● **GOAL OF THE EXERCISE**: Repeat each entry below without omitting a single word.

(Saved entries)
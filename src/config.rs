// Licensed under the Apache-2.0 license

//! Configuration for documentation and descriptor generation.
//!
//! [`DocConfig`] carries the project metadata stamped into the generated
//! Sphinx configuration, index page, and SVD device header. Everything has
//! a usable default; callers chain builder methods for what they set.

/// Project metadata and generation options.
///
/// # Example
///
/// ```
/// use csr_docgen::DocConfig;
///
/// let config = DocConfig::new("Fomu SoC")
///     .with_author("Foosn Industries")
///     .with_vendor("foosn")
///     .with_device_name("fomu")
///     .document_interrupts(true);
/// assert_eq!(config.device_name, "fomu");
/// ```
#[derive(Clone, Debug)]
pub struct DocConfig {
    /// Project name, used in page titles and the Sphinx config.
    pub project_name: String,

    /// Author, stamped into the Sphinx config copyright line.
    pub author: String,

    /// Vendor string for the SVD device header.
    pub vendor: String,

    /// Device name for the SVD device header and descriptor file name.
    pub device_name: String,

    /// Optional device description for the SVD header.
    pub description: Option<String>,

    /// Extra Sphinx extensions appended to the generated `conf.py`.
    pub sphinx_extensions: Vec<String>,

    /// When set, regions with mapped IRQs get event-register annotation
    /// and an interrupt assignment page; generation fails if the SoC
    /// description has no interrupt map.
    pub document_interrupts: bool,
}

impl Default for DocConfig {
    fn default() -> Self {
        Self {
            project_name: "SoC Project".to_string(),
            author: "Anonymous".to_string(),
            vendor: "litex".to_string(),
            device_name: "soc".to_string(),
            description: None,
            sphinx_extensions: Vec::new(),
            document_interrupts: false,
        }
    }
}

impl DocConfig {
    /// Create a config for `project_name` with defaults for the rest.
    pub fn new(project_name: &str) -> Self {
        Self {
            project_name: project_name.to_string(),
            ..Self::default()
        }
    }

    /// Set the author.
    pub fn with_author(mut self, author: &str) -> Self {
        self.author = author.to_string();
        self
    }

    /// Set the SVD vendor string.
    pub fn with_vendor(mut self, vendor: &str) -> Self {
        self.vendor = vendor.to_string();
        self
    }

    /// Set the SVD device name.
    pub fn with_device_name(mut self, device_name: &str) -> Self {
        self.device_name = device_name.to_string();
        self
    }

    /// Set the SVD device description.
    pub fn with_description(mut self, description: &str) -> Self {
        self.description = Some(description.to_string());
        self
    }

    /// Append a Sphinx extension (e.g. `sphinx_rtd_theme`).
    pub fn add_sphinx_extension(mut self, extension: &str) -> Self {
        self.sphinx_extensions.push(extension.to_string());
        self
    }

    /// Enable or disable interrupt documentation.
    pub fn document_interrupts(mut self, enabled: bool) -> Self {
        self.document_interrupts = enabled;
        self
    }
}

#[cfg(test)]
mod tests {
    use super::*;

    #[test]
    fn test_defaults() {
        let config = DocConfig::default();
        assert_eq!(config.project_name, "SoC Project");
        assert_eq!(config.author, "Anonymous");
        assert_eq!(config.vendor, "litex");
        assert_eq!(config.device_name, "soc");
        assert!(!config.document_interrupts);
    }

    #[test]
    fn test_builder_chain() {
        let config = DocConfig::new("Test SoC")
            .with_author("Nobody")
            .with_vendor("acme")
            .with_device_name("widget")
            .with_description("A widget.")
            .add_sphinx_extension("m2r")
            .document_interrupts(true);
        assert_eq!(config.project_name, "Test SoC");
        assert_eq!(config.author, "Nobody");
        assert_eq!(config.vendor, "acme");
        assert_eq!(config.device_name, "widget");
        assert_eq!(config.description.as_deref(), Some("A widget."));
        assert_eq!(config.sphinx_extensions, vec!["m2r".to_string()]);
        assert!(config.document_interrupts);
    }
}
//! Runtime support for streaming node graphs

pub mod errors;
pub mod merge;
pub mod node;
pub mod pipeline;
pub mod ports;
pub mod receiver;
pub mod sample;
pub mod scheduler;
pub mod sender;
pub mod stream;
pub mod type_registry;

pub use errors::{ConnectionError, PipelineError, WorkError, WorkResult, until_shutdown};
pub use merge::ChannelMerger;
pub use node::ProcessNode;
pub use ports::{InputPort, OutputPort, Pipeline, PortDirection, PortSchema, register_type};
pub use receiver::Receiver;
pub use sample::{LogicSample, Sample};
pub use scheduler::Scheduler;
pub use sender::{ChannelMessage, Sender};
pub use stream::{Sink, Source};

● **EXERCISE RESULT**:
filename src/config.rs
// Licensed under the Apache-2.0 license

//! Configuration for documentation and descriptor generation.
//!
//! [`DocConfig`] carries the project metadata stamped into the generated
//! Sphinx configuration, index page, and SVD device header. Everything has
//! a usable default; callers chain builder methods for what they set.

/// Project metadata and generation options.
///
/// # Example
///
/// ```
/// use csr_docgen::DocConfig;
///
/// let config = DocConfig::new("Fomu SoC")
///     .with_author("Foosn Industries")
///     .with_vendor("foosn")
///     .with_device_name("fomu")
///     .document_interrupts(true);
/// assert_eq!(config.device_name, "fomu");
/// ```
#[derive(Clone, Debug)]
pub struct DocConfig {
    /// Project name, used in page titles and the Sphinx config.
    pub project_name: String,

    /// Author, stamped into the Sphinx config copyright line.
    pub author: String,

    /// Vendor string for the SVD device header.
    pub vendor: String,

    /// Device name for the SVD device header and descriptor file name.
    pub device_name: String,

    /// Optional device description for the SVD header.
    pub description: Option<String>,

    /// Extra Sphinx extensions appended to the generated `conf.py`.
    pub sphinx_extensions: Vec<String>,

    /// When set, regions with mapped IRQs get event-register annotation
    /// and an interrupt assignment page; generation fails if the SoC
    /// description has no interrupt map.
    pub document_interrupts: bool,
}

impl Default for DocConfig {
    fn default() -> Self {
        Self {
            project_name: "SoC Project".to_string(),
            author: "Anonymous".to_string(),
            vendor: "litex".to_string(),
            device_name: "soc".to_string(),
            description: None,
            sphinx_extensions: Vec::new(),
            document_interrupts: false,
        }
    }
}

impl DocConfig {
    /// Create a config for `project_name` with defaults for the rest.
    pub fn new(project_name: &str) -> Self {
        Self {
            project_name: project_name.to_string(),
            ..Self::default()
        }
    }

    /// Set the author.
    pub fn with_author(mut self, author: &str) -> Self {
        self.author = author.to_string();
        self
    }

    /// Set the SVD vendor string.
    pub fn with_vendor(mut self, vendor: &str) -> Self {
        self.vendor = vendor.to_string();
        self
    }

    /// Set the SVD device name.
    pub fn with_device_name(mut self, device_name: &str) -> Self {
        self.device_name = device_name.to_string();
        self
    }

    /// Set the SVD device description.
    pub fn with_description(mut self, description: &str) -> Self {
        self.description = Some(description.to_string());
        self
    }

    /// Append a Sphinx extension (e.g. `sphinx_rtd_theme`).
    pub fn add_sphinx_extension(mut self, extension: &str) -> Self {
        self.sphinx_extensions.push(extension.to_string());
        self
    }

    /// Enable or disable interrupt documentation.
    pub fn document_interrupts(mut self, enabled: bool) -> Self {
        self.document_interrupts = enabled;
        self
    }
}

#[cfg(test)]
mod tests {
    use super::*;

    #[test]
    fn test_defaults() {
        let config = DocConfig::default();
        assert_eq!(config.project_name, "SoC Project");
        assert_eq!(config.author, "Anonymous");
        assert_eq!(config.vendor, "litex");
        assert_eq!(config.device_name, "soc");
        assert!(!config.document_interrupts);
    }

    #[test]
    fn test_builder_chain() {
        let config = DocConfig::new("Test SoC")
            .with_author("Nobody")
            .with_vendor("acme")
            .with_device_name("widget")
            .with_description("A widget.")
            .add_sphinx_extension("m2r")
            .document_interrupts(true);
        assert_eq!(config.project_name, "Test SoC");
        assert_eq!(config.author, "Nobody");
        assert_eq!(config.vendor, "acme");
        assert_eq!(config.device_name, "widget");
        assert_eq!(config.description.as_deref(), Some("A widget."));
        assert_eq!(config.sphinx_extensions, vec!["m2r".to_string()]);
        assert!(config.document_interrupts);
    }
}
//! Runtime support for streaming node graphs

pub mod errors;
pub mod merge;
pub mod node;
pub mod pipeline;
pub mod ports;
pub mod receiver;
pub mod sample;
pub mod scheduler;
pub mod sender;
pub mod stream;
pub mod type_registry;

pub use errors::{ConnectionError, PipelineError, WorkError, WorkResult, until_shutdown};
pub use merge::ChannelMerger;
pub use node::ProcessNode;
pub use ports::{InputPort, OutputPort, Pipeline, PortDirection, PortSchema, register_type};
pub use receiver::Receiver;
pub use sample::{LogicSample, Sample};
pub use scheduler::Scheduler;
pub use sender::{ChannelMessage, Sender};
pub use stream::{Sink, Source};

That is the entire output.